Abstract
Whole blood in vitro assays were used to determine the potency and selectivity of carprofen enantiomers for inhibition of the isoforms of cyclooxygenase (COX), COX-1 and COX-2, in the calf. S(+)-carprofen possessed preferential activity for COX-2 inhibition but, because the slopes of inhibition curves differed, the
COX-1:COX-2 inhibition ratio decreased from 9.04:1 for inhibitory concentration (IC)10 to 1.84:1 for IC95. R() carprofen inhibited COX-2 preferentially only for low inhibition of the COX isoforms (IC10 COX-1:COX-2 = 6.63:1), whereas inhibition was preferential for COX-1 for a high level of inhibition (IC95
COX-1:COX-2 = 0.20:1).

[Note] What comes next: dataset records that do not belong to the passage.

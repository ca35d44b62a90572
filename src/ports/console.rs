//! Console port - abstraction for interactive session I/O
//!
//! This port defines the interface through which the game engines talk to
//! the player. The engines own the protocol (prompts, renders, verdicts)
//! and write it through this boundary; they never touch stdin/stdout
//! directly.

use crate::Result;

/// Console trait for interactive sessions.
///
/// # Design Philosophy
///
/// This trait represents a **port** in hexagonal architecture - the boundary
/// between a game session and its input/output device. The real terminal and
/// the scripted test console are **adapters** that implement this port.
///
/// Sessions treat the console as a trusted interactive terminal: reads block
/// until a line arrives, with no timeout. The only failure modes are the
/// stream closing and real I/O errors.
///
/// # Examples
///
/// ```
/// use parlor::ports::Console;
///
/// /// Swallows output and always answers "1".
/// struct YesMachine;
///
/// impl Console for YesMachine {
///     fn write(&mut self, _text: &str) -> parlor::Result<()> {
///         Ok(())
///     }
///
///     fn read_line(&mut self) -> parlor::Result<String> {
///         Ok("1".to_string())
///     }
/// }
/// ```
pub trait Console {
    /// Write a chunk of protocol text exactly as given.
    ///
    /// Prompts arrive without a trailing newline; the adapter must make them
    /// visible before the next [`read_line`](Console::read_line) blocks.
    ///
    /// # Errors
    ///
    /// Returns an error if the underlying device rejects the write.
    fn write(&mut self, text: &str) -> Result<()>;

    /// Read the next input line, without its trailing newline.
    ///
    /// Blocks until a full line is available.
    ///
    /// # Errors
    ///
    /// Returns [`crate::Error::ConsoleClosed`] when the input stream has
    /// ended, and an I/O error if reading fails.
    fn read_line(&mut self) -> Result<String>;
}
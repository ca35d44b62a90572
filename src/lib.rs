//! Parlor - console mini-games played over a swappable I/O port
//!
//! This crate provides:
//! - Complete two-player Tic-Tac-Toe with validated console input
//! - A branching text adventure resolved from an immutable decision tree
//! - Interactive sessions written against a [`ports::Console`] trait with
//!   stdio and scripted adapters
//! - JSON transcripts of finished sessions

pub mod adapters;
pub mod adventure;
pub mod cli;
pub mod error;
pub mod identifiers;
pub mod ports;
pub mod tictactoe;
pub mod transcript;
pub mod types;

pub use error::{Error, Result};
pub use transcript::Transcript;
pub use types::{Choice, Position};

S(+) carprofen was the more potent inhibitor of COX isoforms; potency ratios S(+):R() carprofen were 11.6:1 for IC10 and 218:1 for IC90. Based on serum concentrations of carprofen enantiomers obtained after administration of a therapeutic dose of 1.4 mg/kg to calves subcutaneously,
S(+)-carprofen concentrations exceeded the in vitro IC80 COX-2 value for 32 h and the IC20 for COX-1 for 33 h. The findings are discussed in relation to efficacy and safety of carprofen in calves.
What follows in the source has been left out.